Segment Open
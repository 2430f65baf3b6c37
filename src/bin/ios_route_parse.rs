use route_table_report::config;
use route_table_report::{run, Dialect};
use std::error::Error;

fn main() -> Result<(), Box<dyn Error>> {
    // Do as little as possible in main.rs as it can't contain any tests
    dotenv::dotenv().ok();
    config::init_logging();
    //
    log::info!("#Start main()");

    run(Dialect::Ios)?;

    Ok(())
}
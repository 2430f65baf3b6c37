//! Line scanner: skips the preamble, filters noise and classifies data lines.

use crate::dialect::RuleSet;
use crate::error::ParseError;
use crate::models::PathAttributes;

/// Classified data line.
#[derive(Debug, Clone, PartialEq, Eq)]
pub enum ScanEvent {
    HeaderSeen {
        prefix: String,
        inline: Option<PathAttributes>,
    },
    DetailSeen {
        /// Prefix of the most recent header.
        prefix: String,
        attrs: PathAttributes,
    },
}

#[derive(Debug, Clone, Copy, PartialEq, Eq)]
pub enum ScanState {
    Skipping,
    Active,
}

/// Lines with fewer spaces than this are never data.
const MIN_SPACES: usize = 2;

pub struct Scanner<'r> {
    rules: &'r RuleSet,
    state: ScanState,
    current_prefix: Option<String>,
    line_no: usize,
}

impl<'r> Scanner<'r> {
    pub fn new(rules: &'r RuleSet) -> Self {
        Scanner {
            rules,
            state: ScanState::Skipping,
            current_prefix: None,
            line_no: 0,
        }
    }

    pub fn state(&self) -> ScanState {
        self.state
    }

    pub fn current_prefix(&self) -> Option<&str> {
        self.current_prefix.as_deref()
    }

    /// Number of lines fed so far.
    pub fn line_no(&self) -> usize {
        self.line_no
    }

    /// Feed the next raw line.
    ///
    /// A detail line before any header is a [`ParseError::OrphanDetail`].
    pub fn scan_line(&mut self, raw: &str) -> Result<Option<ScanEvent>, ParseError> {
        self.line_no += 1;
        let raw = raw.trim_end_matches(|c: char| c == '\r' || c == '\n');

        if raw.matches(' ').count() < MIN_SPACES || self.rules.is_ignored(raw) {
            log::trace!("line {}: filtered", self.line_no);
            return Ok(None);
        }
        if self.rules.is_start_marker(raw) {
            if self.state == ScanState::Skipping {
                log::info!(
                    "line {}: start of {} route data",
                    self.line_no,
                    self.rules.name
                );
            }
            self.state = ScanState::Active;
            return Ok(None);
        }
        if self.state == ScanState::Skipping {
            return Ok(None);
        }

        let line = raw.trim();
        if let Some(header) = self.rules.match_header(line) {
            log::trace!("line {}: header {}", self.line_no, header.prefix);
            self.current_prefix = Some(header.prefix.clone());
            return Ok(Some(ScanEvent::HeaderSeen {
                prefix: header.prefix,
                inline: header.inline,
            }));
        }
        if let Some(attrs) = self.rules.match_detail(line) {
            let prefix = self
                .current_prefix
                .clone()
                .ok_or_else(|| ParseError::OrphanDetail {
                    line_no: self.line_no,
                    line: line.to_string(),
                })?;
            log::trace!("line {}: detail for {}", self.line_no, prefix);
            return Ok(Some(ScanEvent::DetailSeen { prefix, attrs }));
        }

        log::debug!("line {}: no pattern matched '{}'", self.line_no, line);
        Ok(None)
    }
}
Segment Closed
- _PROBLEM DETAILS_:
The whole of the material should be restated word for word.

- _RESPONSE TO THIS EXERCISE_:
repository 2430f65baf3b6c37
filename src/bin/ios_route_parse.rs
use route_table_report::config;
use route_table_report::{run, Dialect};
use std::error::Error;

fn main() -> Result<(), Box<dyn Error>> {
    // Do as little as possible in main.rs as it can't contain any tests
    dotenv::dotenv().ok();
    config::init_logging();
    //
    log::info!("#Start main()");

    run(Dialect::Ios)?;

    Ok(())
}
repository 2430f65baf3b6c37
//! Line scanner: skips the preamble, filters noise and classifies data lines.

use crate::dialect::RuleSet;
use crate::error::ParseError;
use crate::models::PathAttributes;

/// Classified data line.
#[derive(Debug, Clone, PartialEq, Eq)]
pub enum ScanEvent {
    HeaderSeen {
        prefix: String,
        inline: Option<PathAttributes>,
    },
    DetailSeen {
        /// Prefix of the most recent header.
        prefix: String,
        attrs: PathAttributes,
    },
}

#[derive(Debug, Clone, Copy, PartialEq, Eq)]
pub enum ScanState {
    Skipping,
    Active,
}

/// Lines with fewer spaces than this are never data.
const MIN_SPACES: usize = 2;

pub struct Scanner<'r> {
    rules: &'r RuleSet,
    state: ScanState,
    current_prefix: Option<String>,
    line_no: usize,
}

impl<'r> Scanner<'r> {
    pub fn new(rules: &'r RuleSet) -> Self {
        Scanner {
            rules,
            state: ScanState::Skipping,
            current_prefix: None,
            line_no: 0,
        }
    }

    pub fn state(&self) -> ScanState {
        self.state
    }

    pub fn current_prefix(&self) -> Option<&str> {
        self.current_prefix.as_deref()
    }

    /// Number of lines fed so far.
    pub fn line_no(&self) -> usize {
        self.line_no
    }

    /// Feed the next raw line.
    ///
    /// A detail line before any header is a [`ParseError::OrphanDetail`].
    pub fn scan_line(&mut self, raw: &str) -> Result<Option<ScanEvent>, ParseError> {
        self.line_no += 1;
        let raw = raw.trim_end_matches(|c: char| c == '\r' || c == '\n');

        if raw.matches(' ').count() < MIN_SPACES || self.rules.is_ignored(raw) {
            log::trace!("line {}: filtered", self.line_no);
            return Ok(None);
        }
        if self.rules.is_start_marker(raw) {
            if self.state == ScanState::Skipping {
                log::info!(
                    "line {}: start of {} route data",
                    self.line_no,
                    self.rules.name
                );
            }
            self.state = ScanState::Active;
            return Ok(None);
        }
        if self.state == ScanState::Skipping {
            return Ok(None);
        }

        let line = raw.trim();
        if let Some(header) = self.rules.match_header(line) {
            log::trace!("line {}: header {}", self.line_no, header.prefix);
            self.current_prefix = Some(header.prefix.clone());
            return Ok(Some(ScanEvent::HeaderSeen {
                prefix: header.prefix,
                inline: header.inline,
            }));
        }
        if let Some(attrs) = self.rules.match_detail(line) {
            let prefix = self
                .current_prefix
                .clone()
                .ok_or_else(|| ParseError::OrphanDetail {
                    line_no: self.line_no,
                    line: line.to_string(),
                })?;
            log::trace!("line {}: detail for {}", self.line_no, prefix);
            return Ok(Some(ScanEvent::DetailSeen { prefix, attrs }));
        }

        log::debug!("line {}: no pattern matched '{}'", self.line_no, line);
        Ok(None)
    }
}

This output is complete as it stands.